→ **EXERCISE OBJECTIVE**
Nothing in the listing may change. Repeat all of it.

+---+

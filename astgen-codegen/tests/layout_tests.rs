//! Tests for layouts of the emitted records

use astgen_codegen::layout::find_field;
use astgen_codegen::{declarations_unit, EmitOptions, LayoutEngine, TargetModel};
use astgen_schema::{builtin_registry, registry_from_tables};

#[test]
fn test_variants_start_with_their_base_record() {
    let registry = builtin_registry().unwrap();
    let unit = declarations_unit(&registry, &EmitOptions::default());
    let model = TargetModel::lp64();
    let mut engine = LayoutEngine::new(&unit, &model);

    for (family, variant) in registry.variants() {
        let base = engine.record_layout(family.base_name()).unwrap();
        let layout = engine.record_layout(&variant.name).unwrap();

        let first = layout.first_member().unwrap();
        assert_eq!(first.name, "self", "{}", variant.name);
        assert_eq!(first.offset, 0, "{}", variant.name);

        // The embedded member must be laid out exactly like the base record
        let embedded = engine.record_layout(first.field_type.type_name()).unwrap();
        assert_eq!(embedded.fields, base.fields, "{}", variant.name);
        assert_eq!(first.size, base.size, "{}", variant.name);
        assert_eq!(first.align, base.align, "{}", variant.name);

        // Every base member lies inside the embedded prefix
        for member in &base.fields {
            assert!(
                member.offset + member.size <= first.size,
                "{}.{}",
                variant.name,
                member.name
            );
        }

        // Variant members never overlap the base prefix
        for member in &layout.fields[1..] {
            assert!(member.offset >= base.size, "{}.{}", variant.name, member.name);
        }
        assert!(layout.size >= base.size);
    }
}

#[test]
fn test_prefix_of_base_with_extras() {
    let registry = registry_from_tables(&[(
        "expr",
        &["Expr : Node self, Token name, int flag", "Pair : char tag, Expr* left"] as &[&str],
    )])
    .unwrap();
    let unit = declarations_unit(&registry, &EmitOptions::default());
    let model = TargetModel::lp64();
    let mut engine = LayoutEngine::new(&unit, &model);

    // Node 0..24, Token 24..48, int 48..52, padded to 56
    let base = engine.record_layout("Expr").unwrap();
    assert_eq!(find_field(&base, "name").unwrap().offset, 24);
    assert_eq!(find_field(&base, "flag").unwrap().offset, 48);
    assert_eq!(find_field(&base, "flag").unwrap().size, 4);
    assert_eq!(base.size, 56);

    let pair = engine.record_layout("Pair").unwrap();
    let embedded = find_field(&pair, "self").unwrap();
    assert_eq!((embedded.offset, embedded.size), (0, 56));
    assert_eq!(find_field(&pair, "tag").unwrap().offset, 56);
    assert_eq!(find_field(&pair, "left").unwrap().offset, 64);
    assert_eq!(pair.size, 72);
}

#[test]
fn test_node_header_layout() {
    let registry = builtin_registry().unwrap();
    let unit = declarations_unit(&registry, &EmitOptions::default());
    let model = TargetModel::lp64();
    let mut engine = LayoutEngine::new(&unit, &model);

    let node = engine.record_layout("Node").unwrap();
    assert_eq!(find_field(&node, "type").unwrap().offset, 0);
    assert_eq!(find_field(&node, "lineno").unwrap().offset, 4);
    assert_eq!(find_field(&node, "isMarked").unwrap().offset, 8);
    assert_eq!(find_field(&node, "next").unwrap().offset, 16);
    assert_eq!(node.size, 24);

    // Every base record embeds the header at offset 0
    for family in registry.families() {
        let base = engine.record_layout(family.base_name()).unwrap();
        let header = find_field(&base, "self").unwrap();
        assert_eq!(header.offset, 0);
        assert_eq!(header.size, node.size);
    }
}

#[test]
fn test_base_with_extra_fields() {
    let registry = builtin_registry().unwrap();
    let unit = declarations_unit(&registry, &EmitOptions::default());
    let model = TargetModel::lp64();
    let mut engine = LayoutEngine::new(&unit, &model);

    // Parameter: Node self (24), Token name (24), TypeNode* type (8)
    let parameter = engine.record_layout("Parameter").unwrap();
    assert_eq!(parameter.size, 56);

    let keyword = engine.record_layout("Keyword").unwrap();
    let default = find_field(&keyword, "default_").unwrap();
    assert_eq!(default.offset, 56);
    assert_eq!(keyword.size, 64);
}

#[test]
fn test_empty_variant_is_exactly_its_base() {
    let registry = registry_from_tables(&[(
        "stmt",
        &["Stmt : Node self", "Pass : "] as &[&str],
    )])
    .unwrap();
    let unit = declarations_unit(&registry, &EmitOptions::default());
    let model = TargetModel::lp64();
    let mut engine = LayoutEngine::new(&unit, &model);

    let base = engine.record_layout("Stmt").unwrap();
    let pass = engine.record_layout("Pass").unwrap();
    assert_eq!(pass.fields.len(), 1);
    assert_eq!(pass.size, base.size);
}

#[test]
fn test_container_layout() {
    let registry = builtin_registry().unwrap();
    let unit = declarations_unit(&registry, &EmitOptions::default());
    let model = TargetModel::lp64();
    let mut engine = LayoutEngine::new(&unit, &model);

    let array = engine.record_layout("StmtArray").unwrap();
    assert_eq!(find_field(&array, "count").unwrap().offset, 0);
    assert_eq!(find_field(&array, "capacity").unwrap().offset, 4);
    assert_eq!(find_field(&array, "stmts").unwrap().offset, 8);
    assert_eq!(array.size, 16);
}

+---+

→ **WRITTEN REPLY**
filename astgen-codegen/tests/layout_tests.rs
//! Tests for layouts of the emitted records

use astgen_codegen::layout::find_field;
use astgen_codegen::{declarations_unit, EmitOptions, LayoutEngine, TargetModel};
use astgen_schema::{builtin_registry, registry_from_tables};

#[test]
fn test_variants_start_with_their_base_record() {
    let registry = builtin_registry().unwrap();
    let unit = declarations_unit(&registry, &EmitOptions::default());
    let model = TargetModel::lp64();
    let mut engine = LayoutEngine::new(&unit, &model);

    for (family, variant) in registry.variants() {
        let base = engine.record_layout(family.base_name()).unwrap();
        let layout = engine.record_layout(&variant.name).unwrap();

        let first = layout.first_member().unwrap();
        assert_eq!(first.name, "self", "{}", variant.name);
        assert_eq!(first.offset, 0, "{}", variant.name);

        // The embedded member must be laid out exactly like the base record
        let embedded = engine.record_layout(first.field_type.type_name()).unwrap();
        assert_eq!(embedded.fields, base.fields, "{}", variant.name);
        assert_eq!(first.size, base.size, "{}", variant.name);
        assert_eq!(first.align, base.align, "{}", variant.name);

        // Every base member lies inside the embedded prefix
        for member in &base.fields {
            assert!(
                member.offset + member.size <= first.size,
                "{}.{}",
                variant.name,
                member.name
            );
        }

        // Variant members never overlap the base prefix
        for member in &layout.fields[1..] {
            assert!(member.offset >= base.size, "{}.{}", variant.name, member.name);
        }
        assert!(layout.size >= base.size);
    }
}

#[test]
fn test_prefix_of_base_with_extras() {
    let registry = registry_from_tables(&[(
        "expr",
        &["Expr : Node self, Token name, int flag", "Pair : char tag, Expr* left"] as &[&str],
    )])
    .unwrap();
    let unit = declarations_unit(&registry, &EmitOptions::default());
    let model = TargetModel::lp64();
    let mut engine = LayoutEngine::new(&unit, &model);

    // Node 0..24, Token 24..48, int 48..52, padded to 56
    let base = engine.record_layout("Expr").unwrap();
    assert_eq!(find_field(&base, "name").unwrap().offset, 24);
    assert_eq!(find_field(&base, "flag").unwrap().offset, 48);
    assert_eq!(find_field(&base, "flag").unwrap().size, 4);
    assert_eq!(base.size, 56);

    let pair = engine.record_layout("Pair").unwrap();
    let embedded = find_field(&pair, "self").unwrap();
    assert_eq!((embedded.offset, embedded.size), (0, 56));
    assert_eq!(find_field(&pair, "tag").unwrap().offset, 56);
    assert_eq!(find_field(&pair, "left").unwrap().offset, 64);
    assert_eq!(pair.size, 72);
}

#[test]
fn test_node_header_layout() {
    let registry = builtin_registry().unwrap();
    let unit = declarations_unit(&registry, &EmitOptions::default());
    let model = TargetModel::lp64();
    let mut engine = LayoutEngine::new(&unit, &model);

    let node = engine.record_layout("Node").unwrap();
    assert_eq!(find_field(&node, "type").unwrap().offset, 0);
    assert_eq!(find_field(&node, "lineno").unwrap().offset, 4);
    assert_eq!(find_field(&node, "isMarked").unwrap().offset, 8);
    assert_eq!(find_field(&node, "next").unwrap().offset, 16);
    assert_eq!(node.size, 24);

    // Every base record embeds the header at offset 0
    for family in registry.families() {
        let base = engine.record_layout(family.base_name()).unwrap();
        let header = find_field(&base, "self").unwrap();
        assert_eq!(header.offset, 0);
        assert_eq!(header.size, node.size);
    }
}

#[test]
fn test_base_with_extra_fields() {
    let registry = builtin_registry().unwrap();
    let unit = declarations_unit(&registry, &EmitOptions::default());
    let model = TargetModel::lp64();
    let mut engine = LayoutEngine::new(&unit, &model);

    // Parameter: Node self (24), Token name (24), TypeNode* type (8)
    let parameter = engine.record_layout("Parameter").unwrap();
    assert_eq!(parameter.size, 56);

    let keyword = engine.record_layout("Keyword").unwrap();
    let default = find_field(&keyword, "default_").unwrap();
    assert_eq!(default.offset, 56);
    assert_eq!(keyword.size, 64);
}

#[test]
fn test_empty_variant_is_exactly_its_base() {
    let registry = registry_from_tables(&[(
        "stmt",
        &["Stmt : Node self", "Pass : "] as &[&str],
    )])
    .unwrap();
    let unit = declarations_unit(&registry, &EmitOptions::default());
    let model = TargetModel::lp64();
    let mut engine = LayoutEngine::new(&unit, &model);

    let base = engine.record_layout("Stmt").unwrap();
    let pass = engine.record_layout("Pass").unwrap();
    assert_eq!(pass.fields.len(), 1);
    assert_eq!(pass.size, base.size);
}

#[test]
fn test_container_layout() {
    let registry = builtin_registry().unwrap();
    let unit = declarations_unit(&registry, &EmitOptions::default());
    let model = TargetModel::lp64();
    let mut engine = LayoutEngine::new(&unit, &model);

    let array = engine.record_layout("StmtArray").unwrap();
    assert_eq!(find_field(&array, "count").unwrap().offset, 0);
    assert_eq!(find_field(&array, "capacity").unwrap().offset, 4);
    assert_eq!(find_field(&array, "stmts").unwrap().offset, 8);
    assert_eq!(array.size, 16);
}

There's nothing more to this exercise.